Duri eröffnet das Gespräch mit der zentralen Frage: Wie muss ein Gutachten abgegeben werden? Die Antwort scheint klar – schriftlich und unterschrieben. Doch genau darin liegt das Problem: Keine Tonaufnahmen, keine Protokolle, keine Nachvollziehbarkeit. Ein Gutachten ist damit eine Blackbox, in der sich Beweise, subjektive Einschätzungen und Macht über Menschenleben vermischen. Gregor und Duri diskutieren Schritt für Schritt, wie ein solches Gutachten aufgebaut ist – von der Auftragsdefinition über die Aktenauswertung bis zu den eigenen Untersuchungen.
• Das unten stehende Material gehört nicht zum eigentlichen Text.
use crate::{
    bytes::{AsciiUpper, Output},
    command::Command,
};
use bytes::Bytes;
use respite::RespError;
use thiserror::Error;

/// Every error reply the server produces. The Display form is the wire
/// form, minus the leading `-` and trailing CRLF.
#[derive(Debug, Error)]
pub enum ReplyError {
    #[error("ERR Client sent AUTH, but no password is set. Did you mean AUTH <username> <password>?")]
    AuthWithoutPassword,

    #[error("ERR The bit argument must be 1 or 0.")]
    BitArgument,

    #[error("ERR BITFIELD_RO only supports the GET subcommand")]
    Bitfieldro,

    #[error("ERR bit offset is not an integer or out of range")]
    BitOffset,

    #[error("ERR BITOP NOT must be called with a single source key.")]
    BitopNot,

    #[error("ERR BITOP {0} requires at least two source keys.")]
    BitopSources(&'static str),

    #[error("BUSYGROUP Consumer Group name already exists")]
    BusyGroup,

    #[error("{}", Output(&.0[..]))]
    Custom(Bytes),

    #[error("ERR DB index is out of range")]
    DBIndex,

    #[error("EXECABORT Transaction discarded because of previous errors.")]
    ExecAbort,

    #[error("ERR EXEC without MULTI")]
    ExecWithoutMulti,

    #[error("ERR DISCARD without MULTI")]
    DiscardWithoutMulti,

    #[error("ERR invalid expire time in '{}' command", .0.name)]
    ExpireTime(&'static Command),

    #[error("ERR value is not a valid float")]
    Float,

    #[error("ERR invalid longitude,latitude pair {0:.6},{1:.6}")]
    GeoPair(f64, f64),

    #[error("ERR increment or decrement would overflow")]
    IncrOverflow,

    #[error("ERR index out of range")]
    IndexOutOfRange,

    #[error("ERR value is not an integer or out of range")]
    Integer,

    #[error("ERR Invalid argument(s)")]
    InvalidArgument,

    #[error(
        "ERR Invalid bitfield type. Use something like i16 u8. Note that u64 is not supported but i64 is."
    )]
    InvalidBitfield,

    #[error("ERR Invalid OVERFLOW type specified")]
    InvalidOverflow,

    #[error("WRONGTYPE Key is not a valid HyperLogLog string value.")]
    InvalidHll,

    #[error("ERR invalid usize reply")]
    InvalidUsize,

    #[error("LOADING Redis is loading the dataset in memory")]
    Loading,

    #[error("ERR min or max is not a float")]
    MinMaxFloat,

    #[error("ERR MULTI calls can not be nested")]
    MultiNested,

    #[error("ERR increment would produce NaN or Infinity")]
    NanOrInfinity,

    #[error("ERR Number of keys can't be negative")]
    NegativeKeys,

    #[error(
        "NOGROUP No such consumer group '{}' for key name '{}'",
        Output(&.0[..]),
        Output(&.1[..])
    )]
    NoGroup(Bytes, Bytes),

    #[error("NOSCRIPT No matching script. Please use EVAL.")]
    Noscript,

    #[error("ERR This Redis command is not allowed from script")]
    NoScriptCommand,

    #[error("ERR no such key")]
    NoSuchKey,

    #[error("NOTBUSY No scripts in execution right now.")]
    NotBusy,

    #[error("ERR Number of keys can't be greater than number of args")]
    NumberOfKeys,

    #[error("ERR numkeys should be greater than 0")]
    NumkeysZero,

    #[error("ERR offset is out of range")]
    OffsetRange,

    #[error("OOM command not allowed when used memory > 'maxmemory'.")]
    Oom,

    #[error("ERR Can't execute '{}': only (P)SUBSCRIBE / (P)UNSUBSCRIBE / PING / QUIT are allowed in this context", .0.name)]
    Pubsub(&'static Command),

    #[error("ERR Protocol Error: {}", .0)]
    Resp(#[from] RespError),

    #[error("BUSY BGREWRITEAOF already in progress")]
    RewriteInProgress,

    #[error("BUSY BGSAVE already in progress")]
    SaveInProgress,

    #[error("ERR source and destination objects are the same")]
    SameObject,

    #[error("ERR The ID specified in XADD is equal or smaller than the target stream top item")]
    StreamIdSmall,

    #[error("ERR Invalid stream ID specified as stream command argument")]
    StreamId,

    #[error("ERR syntax error")]
    Syntax,

    #[error("ERR unknown command '{}'", Output(&.0[..]))]
    UnknownCommand(Bytes),

    #[error("ERR Unknown subcommand or wrong number of arguments for '{}'. Try {} HELP.", Output(&.1[..]), AsciiUpper(.0.name))]
    UnknownSubcommand(&'static Command, Bytes),

    #[error("ERR unsupported unit provided. please use m, km, ft, mi")]
    Unit,

    #[error("ERR WATCH inside MULTI is not allowed")]
    WatchInMulti,

    #[error("ERR wrong number of arguments for '{}' command", .0.name)]
    WrongArguments(&'static Command),

    #[error("WRONGTYPE Operation against a key holding the wrong kind of value")]
    WrongType,

    #[error("ERR XX and NX options at the same time are not compatible")]
    XxAndNx,
}

#[cfg(test)]
mod tests {
    use super::*;

    #[test]
    fn wire_prefixes() {
        assert!(ReplyError::Syntax.to_string().starts_with("ERR "));
        assert!(ReplyError::WrongType.to_string().starts_with("WRONGTYPE "));
        assert!(ReplyError::ExecAbort.to_string().starts_with("EXECABORT "));
        assert!(ReplyError::Noscript.to_string().starts_with("NOSCRIPT "));
        assert!(ReplyError::SaveInProgress.to_string().starts_with("BUSY "));
        assert!(ReplyError::Oom.to_string().starts_with("OOM "));
    }

    #[test]
    fn unknown_command_includes_name() {
        let error = ReplyError::UnknownCommand(Bytes::from_static(b"frobnicate"));
        assert_eq!(error.to_string(), "ERR unknown command 'frobnicate'");
    }
}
Sie erklären, was es bedeutet, wenn Gutachter „Fremdauskünfte“ einholen, etwa bei Angehörigen – ebenfalls ohne Kontrolle, ohne Transparenz.
Es geht dabei um mehr als Formalien. Es geht um rechtsstaatliche Kontrolle, Fairness und Verantwortung. Sie diskutieren die Frage, ob und wann es sinnvoll ist, Gutachter:innen vor Gericht zu befragen und ob Verteidiger:innen dies konsequenter tun sollten. Duri erzählt von seiner Erfahrung aus der Militärjustiz, wo das unmittelbare Verfahren ein tieferes Verständnis ermöglicht. Gregor hält dagegen: wenn man die Befragung verlangt, kann sie sich gegen den Klienten richten.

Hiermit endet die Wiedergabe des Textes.